--- MATERIALS PROVIDED ---
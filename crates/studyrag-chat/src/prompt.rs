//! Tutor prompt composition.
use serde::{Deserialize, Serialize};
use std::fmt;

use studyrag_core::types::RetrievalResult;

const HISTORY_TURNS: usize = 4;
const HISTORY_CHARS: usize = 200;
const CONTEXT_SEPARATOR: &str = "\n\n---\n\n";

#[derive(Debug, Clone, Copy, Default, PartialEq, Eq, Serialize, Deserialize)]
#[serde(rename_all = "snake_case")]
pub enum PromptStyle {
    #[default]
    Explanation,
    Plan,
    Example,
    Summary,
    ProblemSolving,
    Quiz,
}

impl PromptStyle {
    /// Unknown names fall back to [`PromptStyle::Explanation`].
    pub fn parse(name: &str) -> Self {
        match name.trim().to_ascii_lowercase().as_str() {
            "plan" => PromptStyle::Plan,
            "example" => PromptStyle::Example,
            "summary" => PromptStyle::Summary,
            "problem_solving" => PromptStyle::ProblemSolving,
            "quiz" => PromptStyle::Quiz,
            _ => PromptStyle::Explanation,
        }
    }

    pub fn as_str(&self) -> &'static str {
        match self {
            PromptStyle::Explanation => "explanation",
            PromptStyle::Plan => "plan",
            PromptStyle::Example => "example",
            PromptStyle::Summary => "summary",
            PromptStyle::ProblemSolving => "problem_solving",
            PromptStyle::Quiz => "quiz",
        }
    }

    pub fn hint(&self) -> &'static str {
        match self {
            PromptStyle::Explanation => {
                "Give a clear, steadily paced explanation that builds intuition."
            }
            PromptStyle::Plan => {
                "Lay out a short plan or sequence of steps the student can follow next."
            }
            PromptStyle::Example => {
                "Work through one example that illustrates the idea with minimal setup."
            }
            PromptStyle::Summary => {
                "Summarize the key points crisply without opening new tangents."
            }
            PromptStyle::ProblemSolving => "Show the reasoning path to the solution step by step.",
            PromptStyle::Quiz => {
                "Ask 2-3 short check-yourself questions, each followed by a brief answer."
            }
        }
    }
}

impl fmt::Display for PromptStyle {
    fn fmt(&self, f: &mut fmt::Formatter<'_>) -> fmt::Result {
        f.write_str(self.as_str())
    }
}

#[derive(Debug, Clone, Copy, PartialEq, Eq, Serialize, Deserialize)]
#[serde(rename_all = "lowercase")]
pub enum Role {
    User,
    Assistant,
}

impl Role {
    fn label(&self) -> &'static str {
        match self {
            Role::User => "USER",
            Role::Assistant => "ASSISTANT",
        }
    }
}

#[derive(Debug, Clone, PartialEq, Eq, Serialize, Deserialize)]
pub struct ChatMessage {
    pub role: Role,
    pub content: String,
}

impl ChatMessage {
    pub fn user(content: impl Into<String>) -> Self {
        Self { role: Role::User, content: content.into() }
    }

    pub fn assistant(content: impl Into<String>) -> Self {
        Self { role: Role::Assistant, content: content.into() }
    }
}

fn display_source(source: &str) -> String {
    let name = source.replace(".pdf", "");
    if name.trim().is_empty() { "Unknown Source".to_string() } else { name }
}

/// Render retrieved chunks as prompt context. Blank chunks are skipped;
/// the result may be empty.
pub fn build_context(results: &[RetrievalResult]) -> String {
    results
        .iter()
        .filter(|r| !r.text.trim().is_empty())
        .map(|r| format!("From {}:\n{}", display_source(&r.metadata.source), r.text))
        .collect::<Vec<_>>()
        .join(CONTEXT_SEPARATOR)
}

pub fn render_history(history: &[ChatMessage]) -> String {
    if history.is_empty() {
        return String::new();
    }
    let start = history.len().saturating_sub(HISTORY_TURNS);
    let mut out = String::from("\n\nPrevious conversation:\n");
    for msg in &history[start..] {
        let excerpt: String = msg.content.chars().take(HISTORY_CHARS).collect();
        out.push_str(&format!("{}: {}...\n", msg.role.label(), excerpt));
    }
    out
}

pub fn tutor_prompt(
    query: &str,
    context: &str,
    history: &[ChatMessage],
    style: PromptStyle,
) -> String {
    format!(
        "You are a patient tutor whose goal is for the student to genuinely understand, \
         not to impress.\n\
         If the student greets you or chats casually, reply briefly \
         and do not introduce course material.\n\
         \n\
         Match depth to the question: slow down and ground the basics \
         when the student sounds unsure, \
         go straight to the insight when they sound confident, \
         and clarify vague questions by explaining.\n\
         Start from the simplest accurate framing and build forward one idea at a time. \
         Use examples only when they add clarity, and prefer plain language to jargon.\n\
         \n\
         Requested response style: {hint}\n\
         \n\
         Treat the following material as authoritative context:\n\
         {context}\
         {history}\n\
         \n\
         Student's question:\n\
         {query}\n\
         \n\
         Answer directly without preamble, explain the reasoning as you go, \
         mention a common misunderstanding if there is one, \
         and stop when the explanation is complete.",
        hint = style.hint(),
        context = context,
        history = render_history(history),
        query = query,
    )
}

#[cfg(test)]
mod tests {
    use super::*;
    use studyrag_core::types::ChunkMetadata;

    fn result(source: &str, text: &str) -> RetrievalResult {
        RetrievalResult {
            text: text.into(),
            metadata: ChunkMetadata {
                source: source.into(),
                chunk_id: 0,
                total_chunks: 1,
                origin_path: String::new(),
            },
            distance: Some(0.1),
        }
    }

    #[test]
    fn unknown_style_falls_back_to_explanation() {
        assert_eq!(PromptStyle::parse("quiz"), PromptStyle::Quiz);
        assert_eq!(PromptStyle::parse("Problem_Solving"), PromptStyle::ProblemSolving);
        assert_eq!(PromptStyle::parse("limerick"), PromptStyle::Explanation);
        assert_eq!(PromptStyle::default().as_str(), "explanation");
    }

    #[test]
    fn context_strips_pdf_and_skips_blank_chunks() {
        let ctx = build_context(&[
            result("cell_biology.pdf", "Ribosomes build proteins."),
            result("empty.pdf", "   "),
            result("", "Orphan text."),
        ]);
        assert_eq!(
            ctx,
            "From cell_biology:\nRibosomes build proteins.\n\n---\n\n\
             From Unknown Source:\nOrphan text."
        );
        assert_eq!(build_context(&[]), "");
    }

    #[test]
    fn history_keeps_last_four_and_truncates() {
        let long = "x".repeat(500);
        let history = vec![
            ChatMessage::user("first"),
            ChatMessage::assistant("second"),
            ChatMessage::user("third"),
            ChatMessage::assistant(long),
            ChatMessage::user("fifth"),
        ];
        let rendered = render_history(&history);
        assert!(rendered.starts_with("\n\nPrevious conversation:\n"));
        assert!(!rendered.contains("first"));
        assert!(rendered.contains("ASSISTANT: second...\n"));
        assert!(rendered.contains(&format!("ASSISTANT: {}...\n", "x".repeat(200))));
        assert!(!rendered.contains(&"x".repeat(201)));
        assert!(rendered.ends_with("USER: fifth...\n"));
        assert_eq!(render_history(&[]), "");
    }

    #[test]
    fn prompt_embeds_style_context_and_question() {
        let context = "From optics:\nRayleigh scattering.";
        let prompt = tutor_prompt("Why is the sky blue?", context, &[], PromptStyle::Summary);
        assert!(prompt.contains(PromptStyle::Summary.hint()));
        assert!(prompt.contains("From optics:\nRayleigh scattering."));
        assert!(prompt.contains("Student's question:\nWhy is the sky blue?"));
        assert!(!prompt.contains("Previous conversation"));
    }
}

--- WHAT THE EXERCISE ASKS ---
The entries above must be returned in full, exactly as shown.

--- EXERCISE SOLUTION ---
filename crates/studyrag-chat/src/prompt.rs
//! Tutor prompt composition.
use serde::{Deserialize, Serialize};
use std::fmt;

use studyrag_core::types::RetrievalResult;

const HISTORY_TURNS: usize = 4;
const HISTORY_CHARS: usize = 200;
const CONTEXT_SEPARATOR: &str = "\n\n---\n\n";

#[derive(Debug, Clone, Copy, Default, PartialEq, Eq, Serialize, Deserialize)]
#[serde(rename_all = "snake_case")]
pub enum PromptStyle {
    #[default]
    Explanation,
    Plan,
    Example,
    Summary,
    ProblemSolving,
    Quiz,
}

impl PromptStyle {
    /// Unknown names fall back to [`PromptStyle::Explanation`].
    pub fn parse(name: &str) -> Self {
        match name.trim().to_ascii_lowercase().as_str() {
            "plan" => PromptStyle::Plan,
            "example" => PromptStyle::Example,
            "summary" => PromptStyle::Summary,
            "problem_solving" => PromptStyle::ProblemSolving,
            "quiz" => PromptStyle::Quiz,
            _ => PromptStyle::Explanation,
        }
    }

    pub fn as_str(&self) -> &'static str {
        match self {
            PromptStyle::Explanation => "explanation",
            PromptStyle::Plan => "plan",
            PromptStyle::Example => "example",
            PromptStyle::Summary => "summary",
            PromptStyle::ProblemSolving => "problem_solving",
            PromptStyle::Quiz => "quiz",
        }
    }

    pub fn hint(&self) -> &'static str {
        match self {
            PromptStyle::Explanation => {
                "Give a clear, steadily paced explanation that builds intuition."
            }
            PromptStyle::Plan => {
                "Lay out a short plan or sequence of steps the student can follow next."
            }
            PromptStyle::Example => {
                "Work through one example that illustrates the idea with minimal setup."
            }
            PromptStyle::Summary => {
                "Summarize the key points crisply without opening new tangents."
            }
            PromptStyle::ProblemSolving => "Show the reasoning path to the solution step by step.",
            PromptStyle::Quiz => {
                "Ask 2-3 short check-yourself questions, each followed by a brief answer."
            }
        }
    }
}

impl fmt::Display for PromptStyle {
    fn fmt(&self, f: &mut fmt::Formatter<'_>) -> fmt::Result {
        f.write_str(self.as_str())
    }
}

#[derive(Debug, Clone, Copy, PartialEq, Eq, Serialize, Deserialize)]
#[serde(rename_all = "lowercase")]
pub enum Role {
    User,
    Assistant,
}

impl Role {
    fn label(&self) -> &'static str {
        match self {
            Role::User => "USER",
            Role::Assistant => "ASSISTANT",
        }
    }
}

#[derive(Debug, Clone, PartialEq, Eq, Serialize, Deserialize)]
pub struct ChatMessage {
    pub role: Role,
    pub content: String,
}

impl ChatMessage {
    pub fn user(content: impl Into<String>) -> Self {
        Self { role: Role::User, content: content.into() }
    }

    pub fn assistant(content: impl Into<String>) -> Self {
        Self { role: Role::Assistant, content: content.into() }
    }
}

fn display_source(source: &str) -> String {
    let name = source.replace(".pdf", "");
    if name.trim().is_empty() { "Unknown Source".to_string() } else { name }
}

/// Render retrieved chunks as prompt context. Blank chunks are skipped;
/// the result may be empty.
pub fn build_context(results: &[RetrievalResult]) -> String {
    results
        .iter()
        .filter(|r| !r.text.trim().is_empty())
        .map(|r| format!("From {}:\n{}", display_source(&r.metadata.source), r.text))
        .collect::<Vec<_>>()
        .join(CONTEXT_SEPARATOR)
}

pub fn render_history(history: &[ChatMessage]) -> String {
    if history.is_empty() {
        return String::new();
    }
    let start = history.len().saturating_sub(HISTORY_TURNS);
    let mut out = String::from("\n\nPrevious conversation:\n");
    for msg in &history[start..] {
        let excerpt: String = msg.content.chars().take(HISTORY_CHARS).collect();
        out.push_str(&format!("{}: {}...\n", msg.role.label(), excerpt));
    }
    out
}

pub fn tutor_prompt(
    query: &str,
    context: &str,
    history: &[ChatMessage],
    style: PromptStyle,
) -> String {
    format!(
        "You are a patient tutor whose goal is for the student to genuinely understand, \
         not to impress.\n\
         If the student greets you or chats casually, reply briefly \
         and do not introduce course material.\n\
         \n\
         Match depth to the question: slow down and ground the basics \
         when the student sounds unsure, \
         go straight to the insight when they sound confident, \
         and clarify vague questions by explaining.\n\
         Start from the simplest accurate framing and build forward one idea at a time. \
         Use examples only when they add clarity, and prefer plain language to jargon.\n\
         \n\
         Requested response style: {hint}\n\
         \n\
         Treat the following material as authoritative context:\n\
         {context}\
         {history}\n\
         \n\
         Student's question:\n\
         {query}\n\
         \n\
         Answer directly without preamble, explain the reasoning as you go, \
         mention a common misunderstanding if there is one, \
         and stop when the explanation is complete.",
        hint = style.hint(),
        context = context,
        history = render_history(history),
        query = query,
    )
}

#[cfg(test)]
mod tests {
    use super::*;
    use studyrag_core::types::ChunkMetadata;

    fn result(source: &str, text: &str) -> RetrievalResult {
        RetrievalResult {
            text: text.into(),
            metadata: ChunkMetadata {
                source: source.into(),
                chunk_id: 0,
                total_chunks: 1,
                origin_path: String::new(),
            },
            distance: Some(0.1),
        }
    }

    #[test]
    fn unknown_style_falls_back_to_explanation() {
        assert_eq!(PromptStyle::parse("quiz"), PromptStyle::Quiz);
        assert_eq!(PromptStyle::parse("Problem_Solving"), PromptStyle::ProblemSolving);
        assert_eq!(PromptStyle::parse("limerick"), PromptStyle::Explanation);
        assert_eq!(PromptStyle::default().as_str(), "explanation");
    }

    #[test]
    fn context_strips_pdf_and_skips_blank_chunks() {
        let ctx = build_context(&[
            result("cell_biology.pdf", "Ribosomes build proteins."),
            result("empty.pdf", "   "),
            result("", "Orphan text."),
        ]);
        assert_eq!(
            ctx,
            "From cell_biology:\nRibosomes build proteins.\n\n---\n\n\
             From Unknown Source:\nOrphan text."
        );
        assert_eq!(build_context(&[]), "");
    }

    #[test]
    fn history_keeps_last_four_and_truncates() {
        let long = "x".repeat(500);
        let history = vec![
            ChatMessage::user("first"),
            ChatMessage::assistant("second"),
            ChatMessage::user("third"),
            ChatMessage::assistant(long),
            ChatMessage::user("fifth"),
        ];
        let rendered = render_history(&history);
        assert!(rendered.starts_with("\n\nPrevious conversation:\n"));
        assert!(!rendered.contains("first"));
        assert!(rendered.contains("ASSISTANT: second...\n"));
        assert!(rendered.contains(&format!("ASSISTANT: {}...\n", "x".repeat(200))));
        assert!(!rendered.contains(&"x".repeat(201)));
        assert!(rendered.ends_with("USER: fifth...\n"));
        assert_eq!(render_history(&[]), "");
    }

    #[test]
    fn prompt_embeds_style_context_and_question() {
        let context = "From optics:\nRayleigh scattering.";
        let prompt = tutor_prompt("Why is the sky blue?", context, &[], PromptStyle::Summary);
        assert!(prompt.contains(PromptStyle::Summary.hint()));
        assert!(prompt.contains("From optics:\nRayleigh scattering."));
        assert!(prompt.contains("Student's question:\nWhy is the sky blue?"));
        assert!(!prompt.contains("Previous conversation"));
    }
}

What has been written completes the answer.